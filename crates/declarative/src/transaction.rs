//! Transaction - applies a catalog in dependency order
//!
//! A transaction owns everything that lives for the length of one run: the
//! report, the event queues, the generator state. It drives the traversal
//! of the relationship graph and decides, per resource, whether to skip it,
//! apply it through the harness, and run its queued refresh callbacks.

use crate::catalog::{Catalog, ResourceId};
use crate::context::{NoCoordinator, NoProgress, ProgressCallback, RunCoordinator};
use crate::error::{Error, Result};
use crate::event_manager::EventManager;
use crate::generator::ResourceGenerator;
use crate::graph::{RelationshipGraph, TraversalHooks};
use crate::harness::{EvaluationContext, ResourceHarness};
use crate::persistence::{MemoryBackend, Persistence, StoreBackend};
use crate::resource::{Resource, Whit};
use crate::status::Report;
use crate::types::ResourceRef;
use chrono::Utc;
use log::{debug, error, info, warn};
use std::collections::HashSet;
use std::time::Instant;

const DEPENDENCY_CYCLE: &str = "dependency_cycle";
const RESOURCE_FAILED: &str = "resource_failed";
const RESOURCE_BLOCKED: &str = "resource_blocked";

/// Options for a run
#[derive(Debug, Clone, Default)]
pub struct RunOptions {
    /// Report what would change without changing anything
    pub noop: bool,
    /// Only apply resources carrying at least one of these tags
    pub tags: Vec<String>,
    /// Never apply resources carrying any of these tags
    pub skip_tags: Vec<String>,
    /// Skip resources whose direct dependencies failed
    pub skip_on_failed_dependency: bool,
    /// Apply resources even outside their schedule
    pub ignore_schedules: bool,
}

/// One run over a catalog
pub struct Transaction<'a, B, C, P>
where
    B: StoreBackend,
    C: RunCoordinator + ?Sized,
    P: ProgressCallback + ?Sized,
{
    catalog: &'a mut Catalog,
    options: RunOptions,
    store: &'a mut Persistence<B>,
    coordinator: &'a mut C,
    progress: &'a mut P,
    report: Report,
    event_manager: EventManager,
    harness: ResourceHarness,
    generator: ResourceGenerator,
    failed_before_visit: HashSet<ResourceId>,
    stop_logged: bool,
}

impl<'a, B, C, P> Transaction<'a, B, C, P>
where
    B: StoreBackend,
    C: RunCoordinator + ?Sized,
    P: ProgressCallback + ?Sized,
{
    pub fn new(
        catalog: &'a mut Catalog,
        options: RunOptions,
        store: &'a mut Persistence<B>,
        coordinator: &'a mut C,
        progress: &'a mut P,
    ) -> Self {
        let report = Report::new(options.noop);
        Self {
            catalog,
            options,
            store,
            coordinator,
            progress,
            report,
            event_manager: EventManager::new(),
            harness: ResourceHarness::new(),
            generator: ResourceGenerator::new(),
            failed_before_visit: HashSet::new(),
            stop_logged: false,
        }
    }

    pub fn report(&self) -> &Report {
        &self.report
    }

    pub fn into_report(self) -> Report {
        self.report
    }

    /// Apply every resource of the catalog
    ///
    /// Fails only for structural problems found before the first resource
    /// is visited. When the graph has cycles, the resources taking part in
    /// them get failed statuses on the report before the error is returned.
    /// A failing pre-run check of any resource also aborts the run.
    pub fn evaluate(&mut self) -> Result<()> {
        let started = Instant::now();
        self.store.load();
        let mut graph = self.catalog.take_relationship_graph()?;

        for id in self.catalog.ids() {
            if graph.contains(id) {
                self.generator
                    .generate_additional_resources(self.catalog, &mut graph, id);
            }
        }

        let cycles = graph.find_cycles();
        if !cycles.is_empty() {
            for id in cycles.iter().flatten() {
                if let Some(reference) = graph.reference(*id).cloned() {
                    self.report
                        .resource_status_mut(&reference)
                        .failed_because(DEPENDENCY_CYCLE, "resource is part of a dependency cycle");
                }
            }
            let result = graph.check_acyclic();
            self.catalog.restore_relationship_graph(graph);
            self.report.duration = Some(started.elapsed());
            return result;
        }

        let failures = self.pre_run_checks(&graph);
        if !failures.is_empty() {
            self.catalog.restore_relationship_graph(graph);
            self.report.duration = Some(started.elapsed());
            return Err(Error::PreRunChecksFailed(failures));
        }

        self.progress.on_run_start(graph.len());
        let traversal = graph.traverse(self);
        self.progress.on_run_complete();
        self.catalog.restore_relationship_graph(graph);
        let stats = traversal?;
        debug!(
            "Visited {} resource(s), {} unsuitable, {} canceled, {} blocked",
            stats.visited, stats.overly_deferred, stats.canceled, stats.blocked
        );

        self.report.resources_failed_to_generate = self.generator.resources_failed_to_generate();
        self.report.events = std::mem::take(&mut self.event_manager).into_events();
        self.report
            .retain_statuses(|status| status.resource.type_name != Whit::TYPE);

        self.save_store();
        self.report.duration = Some(started.elapsed());
        Ok(())
    }

    /// Run the pre-run check of every resource, collecting the failures
    fn pre_run_checks(&self, graph: &RelationshipGraph) -> Vec<String> {
        let mut failures = Vec::new();
        for id in graph.vertices() {
            let Some(resource) = self.catalog.get(id) else {
                continue;
            };
            if let Err(e) = resource.pre_run_check() {
                let message = format!("{}: {e:#}", resource.resource_ref());
                error!("{message}");
                failures.push(message);
            }
        }
        failures
    }

    /// Persist the store; failures are reported but do not fail the run
    fn save_store(&mut self) {
        let live: Vec<String> = self
            .catalog
            .ids()
            .into_iter()
            .filter_map(|id| self.catalog.reference(id).map(ToString::to_string))
            .collect();
        self.store.prune(&live);
        if let Err(e) = self.store.save() {
            error!("Could not save state store {}: {e}", self.store.location());
            self.report.store_error = Some(e.to_string());
        }
    }

    /// Skip, or apply and then refresh, one resource
    fn eval_resource(&mut self, graph: &RelationshipGraph, id: ResourceId) {
        let Some(resource) = self.catalog.get(id).cloned() else {
            return;
        };
        let reference = resource.resource_ref();
        self.progress.on_resource_start(&reference);

        if self.skip(graph, id, &reference) {
            self.report.resource_status_mut(&reference).skipped = true;
            debug!("{reference}: Resource is being skipped, unscheduling all events");
            self.event_manager.dequeue_all_events_for_resource(id);
        } else if self.failed_before_visit.contains(&id) {
            self.event_manager.dequeue_all_events_for_resource(id);
        } else {
            self.report.resource_status_mut(&reference).scheduled = true;
            self.apply(graph, id, resource.as_ref());

            let noop = self.options.noop || resource.noop();
            let status = self.report.resource_status_mut(&reference);
            self.event_manager
                .process_events(self.catalog, graph, id, status, noop);
        }

        if let Some(status) = self.report.resource_status(&reference) {
            self.progress.on_resource_complete(status);
        }
    }

    /// Run the harness and route the resulting events
    fn apply(&mut self, graph: &RelationshipGraph, id: ResourceId, resource: &dyn Resource) {
        let live_dependents: Vec<ResourceRef> = graph
            .dependents(id)
            .into_iter()
            .filter_map(|dependent| self.catalog.get(dependent))
            .filter(|dependent| !dependent.deleting())
            .map(|dependent| dependent.resource_ref())
            .filter(|dependent| dependent.type_name != Whit::TYPE)
            .collect();
        let ctx = EvaluationContext {
            noop: self.options.noop,
            live_dependents,
        };

        let mut status = self.harness.evaluate(resource, &ctx, &mut *self.store);
        status.tags = self
            .catalog
            .tags(id)
            .map(|tags| tags.iter().map(String::from).collect())
            .unwrap_or_default();

        let failed = status.failed;
        let events = status.events.clone();
        self.report.add_resource_status(status);
        if !failed {
            self.event_manager
                .queue_events(self.catalog, graph, id, &events);
        }
    }

    /// Whether a resource must not be applied in this run
    fn skip(&mut self, graph: &RelationshipGraph, id: ResourceId, reference: &ResourceRef) -> bool {
        let tags = self.catalog.tags(id);
        if !self.options.tags.is_empty()
            && !tags.is_some_and(|t| t.tagged_with_any(&self.options.tags))
        {
            debug!("{reference}: Not tagged with {}", self.options.tags.join(", "));
            return true;
        }
        if tags.is_some_and(|t| t.tagged_with_any(&self.options.skip_tags)) {
            debug!("{reference}: Tagged with {}", self.options.skip_tags.join(", "));
            return true;
        }
        if !self.scheduled(id, reference) {
            debug!("{reference}: Not scheduled");
            return true;
        }
        if self.options.skip_on_failed_dependency && self.failed_dependencies(graph, id) {
            warn!("{reference}: Skipping because of failed dependencies");
            self.report.resource_status_mut(reference).dependency_failed = true;
            return true;
        }
        false
    }

    /// Whether the resource's schedule allows applying it now
    ///
    /// The schedule is matched against the last time the resource was checked.
    fn scheduled(&self, id: ResourceId, reference: &ResourceRef) -> bool {
        if self.options.ignore_schedules {
            return true;
        }
        let Some(schedule) = self.catalog.get(id).and_then(|r| r.schedule()) else {
            return true;
        };
        let checked = self
            .store
            .record(&reference.to_string())
            .and_then(|record| record.checked);
        schedule.matches(checked, Utc::now())
    }

    fn failed_dependencies(&self, graph: &RelationshipGraph, id: ResourceId) -> bool {
        graph
            .dependencies(id)
            .into_iter()
            .filter_map(|dependency| graph.reference(dependency))
            .filter_map(|reference| self.report.resource_status(reference))
            .any(|status| status.failed || status.dependency_failed)
    }

    fn fail_before_visit(&mut self, id: ResourceId, name: &str, message: String) {
        if let Some(reference) = self.catalog.reference(id).cloned() {
            error!("{reference}: {message}");
            self.report
                .resource_status_mut(&reference)
                .failed_because(name, message);
        }
        self.failed_before_visit.insert(id);
    }
}

impl<B, C, P> TraversalHooks for Transaction<'_, B, C, P>
where
    B: StoreBackend,
    C: RunCoordinator + ?Sized,
    P: ProgressCallback + ?Sized,
{
    fn should_continue(&mut self) -> bool {
        if !self.coordinator.stop_requested() {
            return true;
        }
        if !self.stop_logged {
            warn!("Stop requested; remaining resources will be skipped");
            self.stop_logged = true;
        }
        false
    }

    fn suitable(&mut self, id: ResourceId) -> bool {
        self.catalog.get(id).is_none_or(|resource| resource.suitable())
    }

    fn pre_process(&mut self, graph: &mut RelationshipGraph, id: ResourceId) -> bool {
        let Some(resource) = self.catalog.get(id).cloned() else {
            return false;
        };
        if let Err(e) = self.coordinator.prefetch_if_necessary(resource.as_ref()) {
            let message = format!(
                "Could not prefetch {} provider: {e:#}",
                resource.resource_ref().type_name
            );
            self.fail_before_visit(id, RESOURCE_FAILED, message);
            return false;
        }
        match self.generator.eval_generate(self.catalog, graph, id) {
            Ok(expanded) => expanded,
            Err(e) => {
                self.fail_before_visit(id, RESOURCE_FAILED, e.to_string());
                false
            }
        }
    }

    fn visit(&mut self, graph: &mut RelationshipGraph, id: ResourceId) {
        self.eval_resource(graph, id);
    }

    fn overly_deferred(&mut self, id: ResourceId) {
        self.fail_before_visit(
            id,
            RESOURCE_FAILED,
            "Could not find a suitable provider".to_string(),
        );
        self.event_manager.dequeue_all_events_for_resource(id);
    }

    fn canceled(&mut self, id: ResourceId) {
        if let Some(reference) = self.catalog.reference(id).cloned() {
            info!("{reference}: Skipping because the run was stopped");
            self.report.resource_status_mut(&reference).skipped = true;
        }
        self.event_manager.dequeue_all_events_for_resource(id);
    }

    fn blocked(&mut self, graph: &RelationshipGraph, id: ResourceId, waiting_on: &[ResourceId]) {
        let waiting: Vec<String> = waiting_on.iter().map(|d| graph.describe(*d)).collect();
        let message = if waiting.is_empty() {
            "Never became ready to be applied".to_string()
        } else {
            format!("Never became ready to be applied; still waiting on {}", waiting.join(", "))
        };
        self.fail_before_visit(id, RESOURCE_BLOCKED, message);
        self.event_manager.dequeue_all_events_for_resource(id);
    }
}

/// Apply a catalog with the given options, store and callbacks
///
/// # Type Parameters
/// * `B` - Store backend type
/// * `C` - Run coordinator type
/// * `P` - Progress callback type
///
/// # Returns
/// The report of the run
pub fn execute<B, C, P>(
    catalog: &mut Catalog,
    options: RunOptions,
    store: &mut Persistence<B>,
    coordinator: &mut C,
    progress: &mut P,
) -> Result<Report>
where
    B: StoreBackend,
    C: RunCoordinator + ?Sized,
    P: ProgressCallback + ?Sized,
{
    let mut transaction = Transaction::new(catalog, options, store, coordinator, progress);
    transaction.evaluate()?;
    Ok(transaction.into_report())
}

/// Simple execution without callbacks
///
/// For basic use cases that need no history between runs, no cancellation
/// and no progress output.
pub fn execute_simple(catalog: &mut Catalog, options: RunOptions) -> Result<Report> {
    let mut store: Persistence<MemoryBackend> = Persistence::in_memory();
    execute(catalog, options, &mut store, &mut NoCoordinator, &mut NoProgress)
}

^^^^^^^^

> **WHAT THE TASK ASKS**
Where a line in the listing above contains "Persistence", copy that line.

> **ANSWER FOR THIS EXERCISE**
use crate::persistence::{MemoryBackend, Persistence, StoreBackend};
    store: &'a mut Persistence<B>,
        store: &'a mut Persistence<B>,
    store: &mut Persistence<B>,
    let mut store: Persistence<MemoryBackend> = Persistence::in_memory();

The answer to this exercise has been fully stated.